I was honoured to be profiled in the August/September 2010 issue of Women’s Post magazine.
You can also download the the article here.
Meet Dianne Carmichael, President of Best Doctors Canada, mother, daughter, Baby Boomer, and member of the Sandwich Generation.
Dianne has had a high-profile career. She began her marketing and sales career with progressively more senior roles at Procter & Gamble (P&G), RJ Reynolds (Nabisco), and Gillette. She spent 15 years in the financial services sector, first building a top-tier private investment management practice, was then VP at TD Waterhouse, and finally was chairman and CEO of Worldsource Wealth Management. There she oversaw four national operations, three reporting presidents, 1500 investment advisors, and $5+ billion in assets.
Then, a personal experience profoundly changed her career direction. Today she is president of Best Doctors Canada and head of Global Marketing, sits on the advisory boards of the Canadian Association of People Centred Health (CAPCH), the Academic Research Collaborative (ARC), and York University’s Department of Health. She is the expert health columnist at Women’s Post.
However, Dianne will tell you that most important to her, she married her high school sweetheart Colin, is the proud mother of Jason and Amanda, and is Marion Leyland’s daughter.
This also firmly wedges her in the middle of what demographers call the Sandwich Generation.
Here is Dianne’s story in her own words…
In 2004 my dad was diagnosed with cancer. I’d had a successful career with lots of high-profile business contacts, yet I have never been so totally unprepared for anything in my life. The responsibility for making life-and -death health decisions was overwhelming. I vowed never to be unprepared again.
During the last three days of Dad’s life, I disconnected from the world and sat by his side 24/7 in a small palliative room focusing on his every breath; on the meaning of life; on what’s truly important. That’s when the epiphany happened.
I didn’t want others to feel alone, scared, and unsure the way my dad and I did, or to be tortured with doubts about their health care decisions. I wanted to make a difference in Canadian health care and to champion for patients.
Enter Best Doctors.
I am now president of an organization that empowers people with knowledge and certainty, and I fulfill my vow to make a difference every day.
Best Doctors, a global organization founded by two professors of medicine at Harvard, is a medical consultancy and advocacy firm providing certainty to members facing profound medical crises.
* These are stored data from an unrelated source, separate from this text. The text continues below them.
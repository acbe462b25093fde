use crate::error::AppError;
use crate::settings::FieldConfig;
use serde::{Deserialize, Serialize};
use std::fs;
use std::io::ErrorKind;
use std::path::{Path, PathBuf};

pub const DEFAULT_FPS: u32 = 60;
pub const DEFAULT_PIXEL_SCALE: f32 = 4.0;

/// Complete application configuration for export/import
#[derive(Debug, Clone, PartialEq, Serialize, Deserialize)]
#[serde(default)]
pub struct AppConfig {
    /// Version field for future compatibility
    pub version: u32,
    /// Particle field parameters
    pub field: FieldConfig,
    /// Target frames per second
    pub fps: u32,
    /// Surface pixels per Braille dot
    pub pixel_scale: f32,
}

impl Default for AppConfig {
    fn default() -> Self {
        Self {
            version: 1,
            field: FieldConfig::default(),
            fps: DEFAULT_FPS,
            pixel_scale: DEFAULT_PIXEL_SCALE,
        }
    }
}

impl AppConfig {
    /// `<config dir>/particle-field/config.json`
    pub fn default_path() -> Option<PathBuf> {
        dirs::config_dir().map(|p| p.join("particle-field").join("config.json"))
    }

    /// Export config to a JSON file, creating parent directories
    pub fn save_to_file(&self, path: &Path) -> Result<(), AppError> {
        let json = serde_json::to_string_pretty(self).map_err(AppError::ConfigSerialize)?;
        if let Some(parent) = path.parent() {
            fs::create_dir_all(parent)?;
        }
        fs::write(path, json)?;
        Ok(())
    }

    /// Import config from a JSON file
    pub fn load_from_file(path: &Path) -> Result<Self, AppError> {
        let content = fs::read_to_string(path).map_err(|source| AppError::ConfigRead {
            path: path.to_path_buf(),
            source,
        })?;
        serde_json::from_str(&content).map_err(|source| AppError::ConfigParse {
            path: path.to_path_buf(),
            source,
        })
    }

    /// Load from `path` if it exists. A missing file gives the defaults,
    /// an unreadable one is logged and also gives the defaults.
    pub fn load_or_default(path: &Path) -> Self {
        match Self::load_from_file(path) {
            Ok(config) => {
                log::info!("loaded config from {}", path.display());
                config
            }
            Err(AppError::ConfigRead { source, .. }) if source.kind() == ErrorKind::NotFound => {
                Self::default()
            }
            Err(e) => {
                log::warn!("{}, using defaults", e);
                Self::default()
            }
        }
    }

    /// Clamp host options and field parameters into their supported ranges
    pub fn clamped(self) -> Self {
        Self {
            field: self.field.clamped(),
            fps: self.fps.clamp(10, 240),
            pixel_scale: self.pixel_scale.clamp(1.0, 16.0),
            ..self
        }
    }
}

#[cfg(test)]
mod tests {
    use super::*;
    use tempfile::{NamedTempFile, TempDir};

    #[test]
    fn test_config_file_save_and_load() {
        let config = AppConfig {
            version: 1,
            field: FieldConfig {
                density: 250.0,
                speed: 1.5,
                max_link_distance: 90.0,
                global_opacity: 0.4,
            },
            fps: 30,
            pixel_scale: 2.0,
        };

        let temp_file = NamedTempFile::new().unwrap();
        config.save_to_file(temp_file.path()).unwrap();
        let loaded = AppConfig::load_from_file(temp_file.path()).unwrap();

        assert_eq!(loaded, config);
    }

    #[test]
    fn test_save_creates_parent_dirs() {
        let dir = TempDir::new().unwrap();
        let path = dir.path().join("nested").join("config.json");
        AppConfig::default().save_to_file(&path).unwrap();
        assert!(path.exists());
    }

    #[test]
    fn test_partial_config_takes_defaults() {
        let temp_file = NamedTempFile::new().unwrap();
        std::fs::write(temp_file.path(), r#"{ "field": { "density": 50 } }"#).unwrap();

        let loaded = AppConfig::load_from_file(temp_file.path()).unwrap();
        assert_eq!(loaded.field.density, 50.0);
        assert_eq!(loaded.field.speed, 0.5);
        assert_eq!(loaded.fps, DEFAULT_FPS);
        assert_eq!(loaded.pixel_scale, DEFAULT_PIXEL_SCALE);
    }

    #[test]
    fn test_invalid_config_file() {
        let temp_file = NamedTempFile::new().unwrap();
        std::fs::write(temp_file.path(), "not valid json").unwrap();

        let result = AppConfig::load_from_file(temp_file.path());
        assert!(matches!(result, Err(AppError::ConfigParse { .. })));
        assert_eq!(AppConfig::load_or_default(temp_file.path()), AppConfig::default());
    }

    #[test]
    fn test_missing_config_file() {
        let path = Path::new("/nonexistent/path/config.json");
        assert!(matches!(
            AppConfig::load_from_file(path),
            Err(AppError::ConfigRead { .. })
        ));
        assert_eq!(AppConfig::load_or_default(path), AppConfig::default());
    }

    #[test]
    fn test_clamped() {
        let config = AppConfig {
            fps: 1000,
            pixel_scale: 0.0,
            ..AppConfig::default()
        }
        .clamped();
        assert_eq!(config.fps, 240);
        assert_eq!(config.pixel_scale, 1.0);
    }
}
It links seriously ill members and their treating physicians with a community of 50,000 peer-nominated, world-renowned specialists in 450 specialty/subspecialties to confirm the right diagnoses and treatment options, and provides one-on-one personalized support; all without the member having to leave home, the treating physician, or support system. It’s available through employee benefits plans, attached to some insurance products, Visa cards, or directly online.
I’m proud of our universal health care system, which provides equal access to every Canadian. But I know, with a growing and ageing population, that our system is overburdened. I worry about my children, my parents, and my husband. I worry about everyone faced with illness.
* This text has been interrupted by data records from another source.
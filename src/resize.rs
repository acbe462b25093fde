use std::collections::BTreeSet;

/// Identifies one resize subscription
#[derive(Debug, Clone, Copy, PartialEq, Eq, PartialOrd, Ord, Hash)]
pub struct SubscriptionId(u64);

/// Registry of listeners interested in the host's size changes
#[derive(Debug, Default)]
pub struct ResizeNotifier {
    next_id: u64,
    subscribers: BTreeSet<SubscriptionId>,
}

impl ResizeNotifier {
    pub fn new() -> Self {
        Self::default()
    }

    pub fn subscribe(&mut self) -> SubscriptionId {
        let id = SubscriptionId(self.next_id);
        self.next_id += 1;
        self.subscribers.insert(id);
        id
    }

    /// Returns false if the subscription was already released
    pub fn unsubscribe(&mut self, id: SubscriptionId) -> bool {
        self.subscribers.remove(&id)
    }

    #[cfg(test)]
    pub fn is_subscribed(&self, id: SubscriptionId) -> bool {
        self.subscribers.contains(&id)
    }

    /// Subscribers to notify of a size change
    pub fn notify(&self) -> Vec<SubscriptionId> {
        self.subscribers.iter().copied().collect()
    }

    #[cfg(test)]
    pub fn subscriber_count(&self) -> usize {
        self.subscribers.len()
    }
}

#[cfg(test)]
mod tests {
    use super::*;

    #[test]
    fn test_subscribe_and_notify() {
        let mut notifier = ResizeNotifier::new();
        let a = notifier.subscribe();
        let b = notifier.subscribe();
        assert_ne!(a, b);
        assert_eq!(notifier.notify(), vec![a, b]);
    }

    #[test]
    fn test_unsubscribe_once() {
        let mut notifier = ResizeNotifier::new();
        let a = notifier.subscribe();
        assert!(notifier.unsubscribe(a));
        assert!(!notifier.unsubscribe(a));
        assert!(!notifier.is_subscribed(a));
        assert!(notifier.notify().is_empty());
    }
}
Last summer we faced another health crisis, this time with my Mom. It reinforced my decision. My mother is an amazing role model. She truly pioneered the way for women in business – a model who rose to become president of Max Factor and later Revlon – all at a time when few women reached the top echelons of the corporate world. She has participated in international think-tanks, advising governments on issues like free trade. She won the cosmetic industry’s “Award of Merit” for exemplary contribution to industry and community. She is brilliant, beautiful, and successful. A mentor to my kids, she’s the coolest 75-year-old grandmother on the planet. She’s our hero. And last year we might have lost her.
After being overcome and hospitalized with severe, blinding abdominal pain and fever, she was faced with one of those life-and-death decisions: “Mrs. Leyland, results are inconclusive. I believe you have cancer. As your gynecological surgeon, I’ve scheduled urgent surgery to remove your ovaries and bowel. You’ll require a permanent colostomy bag and eight weeks recovery. However, the chief of surgery believes you should be released on a 10-day course of antibiotics to ‘wait and see.’ What would you like to do?”
She’d been asked to decide between Door #1 and Door #2. How is a patient equipped to make a decision like that? Enter Best Doctors and Door #3. Mom was treated by one of the top gynecological surgeons in the world, right here in Toronto, with minimally invasive laparoscopic surgery, leaving her bowel intact. Incidentally, had she chosen Door #2 – going home – she might very well not be with us today; necrotizing tissue would rapidly have caused major infection.
My daughter Amanda is a recent McGill graduate beginning her sales career at Xerox. She is focused, driven, and competitive – things honed playing university hockey, and perhaps a little to do with genetics. Coaching – about life and business – will be more important than ever for her future. Thankfully, her grandmother will continue to be a big part of that.